Parabolic Trajectory Fitting

  • The system looks up the TF transform between the robot base frame and the detected ball frame.
  • Using the first few in-flight ball measurements (a parameter tuned through experimentation), a Least Squares method is used to fit a 3D parabolic trajectory.
  • Median Absolute Deviation (MAD) is applied for outlier rejection, improving robustness to noisy detections.
  • From the fitted trajectory, an intercept goal_pose with a fixed plane in the robot workspace is estimated and published to a goal_pose topic and added to the tf_tree as a frame for visualization in rviz.

End-Effector Alignment Optimization

  • Initially, the robot was sent directly to the goal pose with a fixed x-axis offset to account for the net position, which led to consistent small errors.
  • To improve accuracy, we leveraged the robot’s end-effector rotation, which has high freedom of motion.
  • In the goal_pose frame, the vector offset between the net center and the end-effector was estimated.
  • The final end-effector position was computed to allow a compensating rotation, rather than a fixed translation.

This adjustment significantly increased the catch success rate by better exploiting the robot’s kinematic flexibility.


Robot Control

The robot control module executes the catch once a valid intercept pose is available.

Initial Configuration

  • The robot starts in a ready pose, holding the net in a fixed plane defined by a configurable z-axis height.

Goal Pose and Planning

  • The predicted goal pose is computed as the intersection of the ball’s parabolic trajectory with the predefined plane.
  • Since both the start pose and goal pose lie on this plane, the system uses Cartesian path planning for the end-effector.
  • Cartesian planning is preferred over joint-space planning as it is faster and more reliable for short, constrained motions.

Execution and Control

  • The catcher node continuously listens to the /goal_pose topic.
  • Upon receiving a valid goal pose, it immediately commands the robot to move to the target.
  • Velocity scaling and acceleration scaling are set to 0.9 to achieve high-speed, responsive motion required for catching.
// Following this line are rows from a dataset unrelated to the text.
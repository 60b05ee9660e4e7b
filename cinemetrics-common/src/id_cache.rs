//! Movie ID cache
//!
//! Remembers which TMDB ids have already been ingested so repeated imports can
//! skip them. Persisted as a plain JSON array of ids.
//!
//! Cache problems are never fatal: a corrupt file loads as an empty cache and
//! a failed save is logged.

use std::collections::BTreeSet;
use std::path::{Path, PathBuf};
use tracing::{error, info};

use crate::Result;

#[derive(Debug, Clone)]
pub struct MovieIdCache {
    path: PathBuf,
    ids: BTreeSet<i64>,
}

impl MovieIdCache {
    /// Load the cache from `path`; missing or unreadable files give an empty cache
    pub fn load(path: &Path) -> Self {
        let ids = if path.exists() {
            match Self::read_ids(path) {
                Ok(ids) => {
                    info!("Loaded {} movie IDs from cache", ids.len());
                    ids
                }
                Err(e) => {
                    error!("Error loading movie IDs cache {}: {}", path.display(), e);
                    BTreeSet::new()
                }
            }
        } else {
            BTreeSet::new()
        };

        Self {
            path: path.to_path_buf(),
            ids,
        }
    }

    fn read_ids(path: &Path) -> Result<BTreeSet<i64>> {
        let content = std::fs::read_to_string(path)?;
        let ids: Vec<i64> = serde_json::from_str(&content)?;
        Ok(ids.into_iter().collect())
    }

    /// Save the cache; failures are logged and reported as `false`
    pub fn save(&self) -> bool {
        match self.write_ids() {
            Ok(()) => {
                info!("Saved {} movie IDs to cache", self.ids.len());
                true
            }
            Err(e) => {
                error!("Error saving movie IDs cache {}: {}", self.path.display(), e);
                false
            }
        }
    }

    fn write_ids(&self) -> Result<()> {
        let ids: Vec<i64> = self.ids.iter().copied().collect();
        let content = serde_json::to_string(&ids)?;
        std::fs::write(&self.path, content)?;
        Ok(())
    }

    pub fn extend<I: IntoIterator<Item = i64>>(&mut self, ids: I) {
        self.ids.extend(ids);
    }

    pub fn len(&self) -> usize {
        self.ids.len()
    }

    pub fn is_empty(&self) -> bool {
        self.ids.is_empty()
    }
}

#[cfg(test)]
mod tests {
    use super::*;
    use tempfile::TempDir;

    #[test]
    fn test_missing_file_is_empty() {
        let temp_dir = TempDir::new().unwrap();
        let cache = MovieIdCache::load(&temp_dir.path().join("ids.json"));
        assert!(cache.is_empty());
    }

    #[test]
    fn test_save_and_reload() {
        let temp_dir = TempDir::new().unwrap();
        let path = temp_dir.path().join("ids.json");

        let mut cache = MovieIdCache::load(&path);
        cache.extend([550, 13, 680, 550]);
        assert_eq!(cache.len(), 3);
        assert!(cache.save());

        let stored: Vec<i64> =
            serde_json::from_str(&std::fs::read_to_string(&path).unwrap()).unwrap();
        assert_eq!(stored, vec![13, 550, 680]);

        let reloaded = MovieIdCache::load(&path);
        assert_eq!(reloaded.len(), 3);
    }

    #[test]
    fn test_corrupt_file_falls_back_to_empty() {
        let temp_dir = TempDir::new().unwrap();
        let path = temp_dir.path().join("ids.json");
        std::fs::write(&path, "{not json").unwrap();

        let cache = MovieIdCache::load(&path);
        assert!(cache.is_empty());
    }

    #[test]
    fn test_save_into_missing_directory_reports_failure() {
        let temp_dir = TempDir::new().unwrap();
        let path = temp_dir.path().join("missing").join("ids.json");

        let mut cache = MovieIdCache::load(&path);
        cache.extend([1]);
        assert!(!cache.save());
    }
}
This control strategy enables rapid and precise execution during the ball’s flight time.


Key Challenges Solved

  • Robust ball detection using YOLOv11.
  • Accurate trajectory prediction using Least Squares with MAD outlier rejection.
  • Increased catch success using end-effector rotation for alignment.
  • Fast and precise motion via Cartesian path planning on a fixed z-plane.
  • Real-time integration of vision, prediction, and control in ROS.

Contribution

  • Integrated the calibration pipeline with the robot and camera system.
  • Configured and set up the vision pipeline within ROS (excluding YOLO model training).
  • Developed the ROS infrastructure and modular launch files for end-to-end testing, enabling faster development and iteration cycles.
  • Responsible for code cleanup, refactoring, and improving maintainability across the project.

Acknowledgements

This project was developed as a final project for ME495: Embedded Systems in Robotics at Northwestern University, under the instruction of Professor Matthew Elwin. It was completed collaboratively with Anunth Ramaswami, Kyle Thompson, and Zixin Ye, whose teamwork and technical contributions were essential to the project’s success.

The project emphasizes real-world robotic system design, highlighting the gap between idealized simulation and physical execution.